Qui dit Juin dit Roland-Garros et son parterre de stars, dont le teint artificiellement hâlé n'a rien à envier à la surface sur laquelle se débattent des sportifs aux tenues multicolores. Aussi, quoi de mieux dans ce contexte que de se livrer à une interview-tennis avec une vraie célébrité ?

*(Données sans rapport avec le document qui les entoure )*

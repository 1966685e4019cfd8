//! Application state and its transitions.
//!
//! `App` is a plain value owned by the event loop. Every user action or
//! background result arrives as a [`Msg`]; [`App::update`] consumes the old
//! state and returns the new one together with the side effects the runtime
//! should perform. Nothing in here touches the clipboard, disk or terminal.

use crate::prefs::UserPreference;
use crate::select::{self, Assignments, ThemeRole};
use crate::swatch::{self, ColorRecord, Swatch};
use crate::template::{self, DEFAULT_TEMPLATE};
use crate::views::style::Chrome;

#[derive(Debug, Clone, Copy, PartialEq, Eq)]
pub enum Mode {
    Browse,
    EditTemplate,
}

#[derive(Debug, Clone, PartialEq)]
pub enum Msg {
    Paste,
    ExtractionStarted(String),
    ExtractionFinished {
        label: String,
        result: Result<Vec<Swatch>, String>,
    },
    InputError(String),
    Reset,
    SelectNext,
    SelectPrev,
    SelectFirst,
    SelectLast,
    Assign(ThemeRole),
    Copy,
    CopyHex,
    CopyRgb,
    Status(String),
    EditTemplate,
    TemplateInput(char),
    TemplateNewline,
    TemplateBackspace,
    FinishEdit,
    ResetTemplate,
    ToggleHelp,
    Tick,
    Quit,
}

/// Work the runtime performs on behalf of a transition.
#[derive(Debug, Clone, PartialEq, Eq)]
pub enum Effect {
    ReadClipboard,
    SavePreference(UserPreference),
    SaveTemplate(String),
    /// `label` names what was copied in the confirmation.
    CopyToClipboard { text: String, label: String },
}

#[derive(Debug, Clone)]
pub struct App {
    /// Label of the image the palette came from; `None` when cleared.
    pub image: Option<String>,
    pub palette: Vec<ColorRecord>,
    pub assignments: Assignments,
    pub preference: UserPreference,
    pub template: String,
    /// Extractions started but not yet resolved.
    pub in_flight: usize,
    pub error: Option<String>,
    pub status: Option<String>,
    pub selected: usize,
    pub mode: Mode,
    pub help_overlay: bool,
    pub tick: u64,
    pub chrome: Chrome,
    pub should_quit: bool,
}

impl App {
    pub fn new(preference: UserPreference, template: String, chrome: Chrome) -> Self {
        Self {
            image: None,
            palette: Vec::new(),
            assignments: Assignments::default(),
            preference,
            template,
            in_flight: 0,
            error: None,
            status: None,
            selected: 0,
            mode: Mode::Browse,
            help_overlay: false,
            tick: 0,
            chrome,
            should_quit: false,
        }
    }

    pub const fn is_busy(&self) -> bool {
        self.in_flight > 0
    }

    pub fn rendered(&self) -> String {
        template::render(&self.template, &self.assignments)
    }

    pub fn selected_record(&self) -> Option<&ColorRecord> {
        self.palette.get(self.selected)
    }

    pub fn update(mut self, msg: Msg) -> (Self, Vec<Effect>) {
        let mut effects = Vec::new();
        if !matches!(msg, Msg::Tick) {
            self.status = None;
        }

        match msg {
            Msg::Paste => {
                self.error = None;
                effects.push(Effect::ReadClipboard);
            }
            Msg::ExtractionStarted(label) => {
                self.in_flight += 1;
                self.error = None;
                self.image = Some(label);
            }
            Msg::ExtractionFinished { label, result } => {
                self.in_flight = self.in_flight.saturating_sub(1);
                match result {
                    Ok(swatches) => {
                        self.image = Some(label);
                        self.palette = swatch::normalize(&swatches);
                        self.assignments =
                            select::select(&self.palette, &self.preference, &self.assignments);
                        self.selected = 0;
                    }
                    Err(e) => {
                        self.error = Some(format!("Failed to process image: {e}"));
                        self.clear_image();
                    }
                }
            }
            Msg::InputError(e) => {
                self.error = Some(e);
                self.clear_image();
            }
            Msg::Reset => {
                self.clear_image();
                self.error = None;
                self.assignments = Assignments::default();
            }
            Msg::SelectNext => {
                if self.selected + 1 < self.palette.len() {
                    self.selected += 1;
                }
            }
            Msg::SelectPrev => self.selected = self.selected.saturating_sub(1),
            Msg::SelectFirst => self.selected = 0,
            Msg::SelectLast => self.selected = self.palette.len().saturating_sub(1),
            Msg::Assign(role) => {
                if let Some(record) = self.selected_record().cloned() {
                    let (assignments, preference) =
                        select::assign_manual(&self.assignments, &self.preference, role, &record);
                    self.assignments = assignments;
                    self.preference = preference;
                    self.status = Some(format!("{} ← {}", role.label(), record.name));
                    effects.push(Effect::SavePreference(preference));
                }
            }
            Msg::Copy => {
                if self.palette.is_empty() {
                    self.status = Some("Nothing to copy yet".to_string());
                } else {
                    effects.push(Effect::CopyToClipboard {
                        text: self.rendered(),
                        label: "result".to_string(),
                    });
                }
            }
            Msg::CopyHex => {
                if let Some(record) = self.selected_record() {
                    effects.push(Effect::CopyToClipboard {
                        text: record.hex.clone(),
                        label: record.hex.clone(),
                    });
                }
            }
            Msg::CopyRgb => {
                if let Some(record) = self.selected_record() {
                    let text = record.rgb.to_css_commas();
                    effects.push(Effect::CopyToClipboard {
                        label: text.clone(),
                        text,
                    });
                }
            }
            Msg::Status(text) => self.status = Some(text),
            Msg::EditTemplate => {
                // The editor only exists next to a palette.
                if self.palette.is_empty() {
                    self.status =
                        Some("Extract a palette before editing the template".to_string());
                } else {
                    self.mode = Mode::EditTemplate;
                }
            }
            Msg::TemplateInput(c) => self.template.push(c),
            Msg::TemplateNewline => self.template.push('\n'),
            Msg::TemplateBackspace => {
                self.template.pop();
            }
            Msg::FinishEdit => {
                self.mode = Mode::Browse;
                effects.push(Effect::SaveTemplate(self.template.clone()));
            }
            Msg::ResetTemplate => {
                self.template = DEFAULT_TEMPLATE.to_string();
                self.status = Some("Template reset".to_string());
                effects.push(Effect::SaveTemplate(self.template.clone()));
            }
            Msg::ToggleHelp => self.help_overlay = !self.help_overlay,
            Msg::Tick => self.tick = self.tick.wrapping_add(1),
            Msg::Quit => self.should_quit = true,
        }

        (self, effects)
    }

    fn clear_image(&mut self) {
        self.image = None;
        self.palette = Vec::new();
        self.selected = 0;
    }
}
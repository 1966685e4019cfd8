//! Optional `config.toml` with extraction and UI settings.

use std::path::{Path, PathBuf};

use anyhow::{Context, Result};
use serde::{Deserialize, Serialize};

use crate::extract::VibrantExtractor;

const APP_DIR: &str = "picpal";

#[derive(Debug, Clone, Copy, Default, PartialEq, Eq, Serialize, Deserialize)]
#[serde(rename_all = "lowercase")]
pub enum UiTheme {
    #[default]
    Auto,
    Light,
    Dark,
}

#[derive(Debug, Clone, PartialEq, Eq, Serialize, Deserialize)]
#[serde(default)]
pub struct Config {
    /// Sample every n-th pixel.
    pub quality: usize,
    /// Median-cut color budget.
    pub color_count: usize,
    pub ui_theme: UiTheme,
    pub db_path: Option<PathBuf>,
}

impl Default for Config {
    fn default() -> Self {
        let extractor = VibrantExtractor::default();
        Self {
            quality: extractor.quality,
            color_count: extractor.color_count,
            ui_theme: UiTheme::Auto,
            db_path: None,
        }
    }
}

impl Config {
    pub fn extractor(&self) -> VibrantExtractor {
        VibrantExtractor {
            quality: self.quality.max(1),
            color_count: self.color_count.max(2),
        }
    }

    /// Where the key-value database lives unless overridden.
    pub fn db_path(&self) -> PathBuf {
        self.db_path
            .clone()
            .unwrap_or_else(|| data_dir().join("picpal.db"))
    }
}

pub fn config_path() -> PathBuf {
    dirs::config_dir()
        .unwrap_or_else(|| PathBuf::from("."))
        .join(APP_DIR)
        .join("config.toml")
}

pub fn data_dir() -> PathBuf {
    dirs::data_dir()
        .unwrap_or_else(|| PathBuf::from("."))
        .join(APP_DIR)
}

pub fn log_path() -> PathBuf {
    data_dir().join("picpal.log")
}

/// Load config from `path`, or defaults when the file does not exist.
pub fn load(path: &Path) -> Result<Config> {
    if !path.exists() {
        return Ok(Config::default());
    }
    let content = std::fs::read_to_string(path)
        .with_context(|| format!("Failed to read config file: {}", path.display()))?;
    parse(&content).with_context(|| format!("Failed to parse config file: {}", path.display()))
}

fn parse(content: &str) -> Result<Config> {
    Ok(toml::from_str(content)?)
}

#[cfg(test)]
mod tests {
    use super::*;

    #[test]
    fn empty_file_is_default() {
        assert_eq!(parse("").unwrap(), Config::default());
    }

    #[test]
    fn partial_file_keeps_other_defaults() {
        let config = parse("quality = 2\nui_theme = \"dark\"\n").unwrap();
        assert_eq!(config.quality, 2);
        assert_eq!(config.color_count, 64);
        assert_eq!(config.ui_theme, UiTheme::Dark);
    }

    #[test]
    fn db_path_override() {
        let config = parse("db_path = \"/tmp/x/picpal.db\"").unwrap();
        assert_eq!(config.db_path(), PathBuf::from("/tmp/x/picpal.db"));
    }

    #[test]
    fn bad_theme_is_error() {
        assert!(parse("ui_theme = \"purple\"").is_err());
    }

    #[test]
    fn missing_file_is_default() {
        let dir = tempfile::tempdir().unwrap();
        let config = load(&dir.path().join("nope.toml")).unwrap();
        assert_eq!(config, Config::default());
    }

    #[test]
    fn extractor_clamps_degenerate_values() {
        let config = Config {
            quality: 0,
            color_count: 0,
            ..Config::default()
        };
        let extractor = config.extractor();
        assert_eq!(extractor.quality, 1);
        assert_eq!(extractor.color_count, 2);
    }
}
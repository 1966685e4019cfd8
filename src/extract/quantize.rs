//! Median-cut color quantization over a 5-bit-per-channel histogram.

use image::RgbaImage;

const SIGBITS: u32 = 5;
const RSHIFT: u32 = 8 - SIGBITS;
const SIDE: usize = 1 << SIGBITS;
const HISTO_SIZE: usize = 1 << (3 * SIGBITS);

/// Fraction of the box budget split by population before switching to
/// population × volume.
const POPULATION_PHASE: f64 = 0.75;

/// A quantized color and how many sampled pixels landed in it.
#[derive(Debug, Clone, Copy, PartialEq)]
pub struct QuantizedColor {
    pub rgb: [f64; 3],
    pub population: u32,
}

const fn index(r: usize, g: usize, b: usize) -> usize {
    (r << (2 * SIGBITS)) | (g << SIGBITS) | b
}

/// Pixel counts per 5-bit color cell.
pub struct Histogram {
    counts: Vec<u32>,
    total: u64,
}

impl Histogram {
    /// Sample every `stride`-th pixel, ignoring translucent and near-white
    /// pixels.
    pub fn from_image(image: &RgbaImage, stride: usize) -> Self {
        let mut counts = vec![0u32; HISTO_SIZE];
        let mut total = 0u64;
        for pixel in image.pixels().step_by(stride.max(1)) {
            let [r, g, b, a] = pixel.0;
            if a < 125 || (r > 250 && g > 250 && b > 250) {
                continue;
            }
            let idx = index(
                usize::from(r >> RSHIFT),
                usize::from(g >> RSHIFT),
                usize::from(b >> RSHIFT),
            );
            counts[idx] += 1;
            total += 1;
        }
        Self { counts, total }
    }

    pub const fn total(&self) -> u64 {
        self.total
    }

    fn count(&self, r: usize, g: usize, b: usize) -> u32 {
        self.counts[index(r, g, b)]
    }
}

/// An axis-aligned box in 5-bit color space, bounds inclusive.
#[derive(Debug, Clone, Copy)]
struct VBox {
    lo: [usize; 3],
    hi: [usize; 3],
    count: u64,
}

impl VBox {
    fn new(lo: [usize; 3], hi: [usize; 3], histo: &Histogram) -> Self {
        let mut vbox = Self { lo, hi, count: 0 };
        vbox.count = vbox.cells().map(|(r, g, b)| u64::from(histo.count(r, g, b))).sum();
        vbox
    }

    fn cells(&self) -> impl Iterator<Item = (usize, usize, usize)> + '_ {
        (self.lo[0]..=self.hi[0]).flat_map(move |r| {
            (self.lo[1]..=self.hi[1])
                .flat_map(move |g| (self.lo[2]..=self.hi[2]).map(move |b| (r, g, b)))
        })
    }

    fn volume(&self) -> u64 {
        (0..3).map(|i| (self.hi[i] - self.lo[i] + 1) as u64).product()
    }

    fn splittable(&self) -> bool {
        self.count > 1 && (0..3).any(|i| self.hi[i] > self.lo[i])
    }

    fn longest_axis(&self) -> usize {
        (0..3)
            .max_by_key(|&i| (self.hi[i] - self.lo[i], std::cmp::Reverse(i)))
            .unwrap_or(0)
    }

    /// Split at the population median along the longest axis.
    fn split(&self, histo: &Histogram) -> (Self, Self) {
        let axis = self.longest_axis();
        let half = self.count.div_ceil(2);

        let mut cut = self.lo[axis];
        let mut acc = 0u64;
        for plane in self.lo[axis]..=self.hi[axis] {
            let mut lo = self.lo;
            let mut hi = self.hi;
            lo[axis] = plane;
            hi[axis] = plane;
            acc += Self::new(lo, hi, histo).count;
            cut = plane;
            if acc >= half {
                break;
            }
        }
        // Both halves must be non-degenerate.
        if cut == self.hi[axis] {
            cut -= 1;
        }

        let mut left_hi = self.hi;
        left_hi[axis] = cut;
        let mut right_lo = self.lo;
        right_lo[axis] = cut + 1;
        (
            Self::new(self.lo, left_hi, histo),
            Self::new(right_lo, self.hi, histo),
        )
    }

    fn average(&self, histo: &Histogram) -> [f64; 3] {
        let mut sum = [0.0f64; 3];
        let mut total = 0.0f64;
        for (r, g, b) in self.cells() {
            let n = f64::from(histo.count(r, g, b));
            if n == 0.0 {
                continue;
            }
            total += n;
            for (acc, cell) in sum.iter_mut().zip([r, g, b]) {
                *acc += n * (cell as f64 + 0.5) * f64::from(1u32 << RSHIFT);
            }
        }
        if total == 0.0 {
            return [0.0; 3];
        }
        sum.map(|s| s / total)
    }
}

/// Reduce the histogram to at most `max_colors` representative colors.
pub fn median_cut(histo: &Histogram, max_colors: usize) -> Vec<QuantizedColor> {
    if histo.total() == 0 || max_colors == 0 {
        return Vec::new();
    }

    let mut boxes = vec![VBox::new([0; 3], [SIDE - 1; 3], histo)];
    let population_target = ((max_colors as f64) * POPULATION_PHASE).ceil() as usize;

    split_until(&mut boxes, histo, population_target, |b| b.count);
    split_until(&mut boxes, histo, max_colors, |b| b.count * b.volume());

    boxes
        .iter()
        .filter(|b| b.count > 0)
        .map(|b| QuantizedColor {
            rgb: b.average(histo),
            population: u32::try_from(b.count).unwrap_or(u32::MAX),
        })
        .collect()
}

fn split_until(
    boxes: &mut Vec<VBox>,
    histo: &Histogram,
    target: usize,
    priority: impl Fn(&VBox) -> u64,
) {
    while boxes.len() < target {
        let Some(pos) = boxes
            .iter()
            .enumerate()
            .filter(|(_, b)| b.splittable())
            .max_by_key(|(_, b)| priority(b))
            .map(|(i, _)| i)
        else {
            break;
        };
        let vbox = boxes.swap_remove(pos);
        let (left, right) = vbox.split(histo);
        for half in [left, right] {
            if half.count > 0 {
                boxes.push(half);
            }
        }
    }
}

#[cfg(test)]
mod tests {
    use super::*;
    use image::Rgba;

    fn two_tone(width: u32, split_at: u32) -> RgbaImage {
        RgbaImage::from_fn(width, 1, |x, _| {
            if x < split_at {
                Rgba([200, 30, 30, 255])
            } else {
                Rgba([20, 40, 160, 255])
            }
        })
    }

    #[test]
    fn histogram_skips_transparent_and_white() {
        let img = RgbaImage::from_fn(3, 1, |x, _| match x {
            0 => Rgba([10, 10, 10, 255]),
            1 => Rgba([10, 10, 10, 0]),
            _ => Rgba([255, 255, 255, 255]),
        });
        assert_eq!(Histogram::from_image(&img, 1).total(), 1);
    }

    #[test]
    fn stride_samples_subset() {
        let img = RgbaImage::from_pixel(10, 10, Rgba([50, 60, 70, 255]));
        assert_eq!(Histogram::from_image(&img, 5).total(), 20);
    }

    #[test]
    fn two_colors_become_two_boxes() {
        let histo = Histogram::from_image(&two_tone(40, 30), 1);
        let mut colors = median_cut(&histo, 16);
        colors.sort_by_key(|c| std::cmp::Reverse(c.population));
        assert_eq!(colors.len(), 2);
        assert_eq!(colors[0].population, 30);
        assert_eq!(colors[1].population, 10);
        // cell centers: 200 -> 25*8+4, 30 -> 3*8+4
        assert_eq!(colors[0].rgb, [204.0, 28.0, 28.0]);
    }

    #[test]
    fn populations_sum_to_sample_count() {
        let img = RgbaImage::from_fn(32, 32, |x, y| {
            Rgba([(x * 8) as u8, (y * 8) as u8, ((x + y) * 4) as u8, 255])
        });
        let histo = Histogram::from_image(&img, 1);
        let colors = median_cut(&histo, 64);
        assert!(colors.len() <= 64);
        assert!(colors.len() > 8);
        let sum: u64 = colors.iter().map(|c| u64::from(c.population)).sum();
        assert_eq!(sum, histo.total());
    }

    #[test]
    fn empty_histogram_yields_nothing() {
        let img = RgbaImage::from_pixel(4, 4, Rgba([0, 0, 0, 0]));
        assert!(median_cut(&Histogram::from_image(&img, 1), 64).is_empty());
    }
}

À l'orée de la troisième saison de Treme, nous discutons de nouveau avec le maitre des lieux, M. Éric Overmyer. Et le bougre se défend ! Mes services, préparés avec la même minutie irritante qu'un Rafael Nadal version pantacourt, essuient aussitôt de violents retours, qui, s'ils accrochent parfois la bande, rongent le plus souvent la ligne, soulevant un peu de terre battue et recouvrant les limites du terrain, ce genre de traces qui font dire à ces enfoirés de juges de lignes « qu'elle était bonne ».
Match en 5 sets acharnés avec le scénariste de LA série sur NOLA... et son lot d'enseignements.

Kiblind : Quelle période la prochaine saison de Treme va-t-elle couvrir ?
Éric Overmyer : De l'automne 2007 au printemps 2008
K : Le thème principal de la dernière saison était le retour de la violence à la Nouvelle-Orléans. Quel est l'angle principal des prochains épisodes ?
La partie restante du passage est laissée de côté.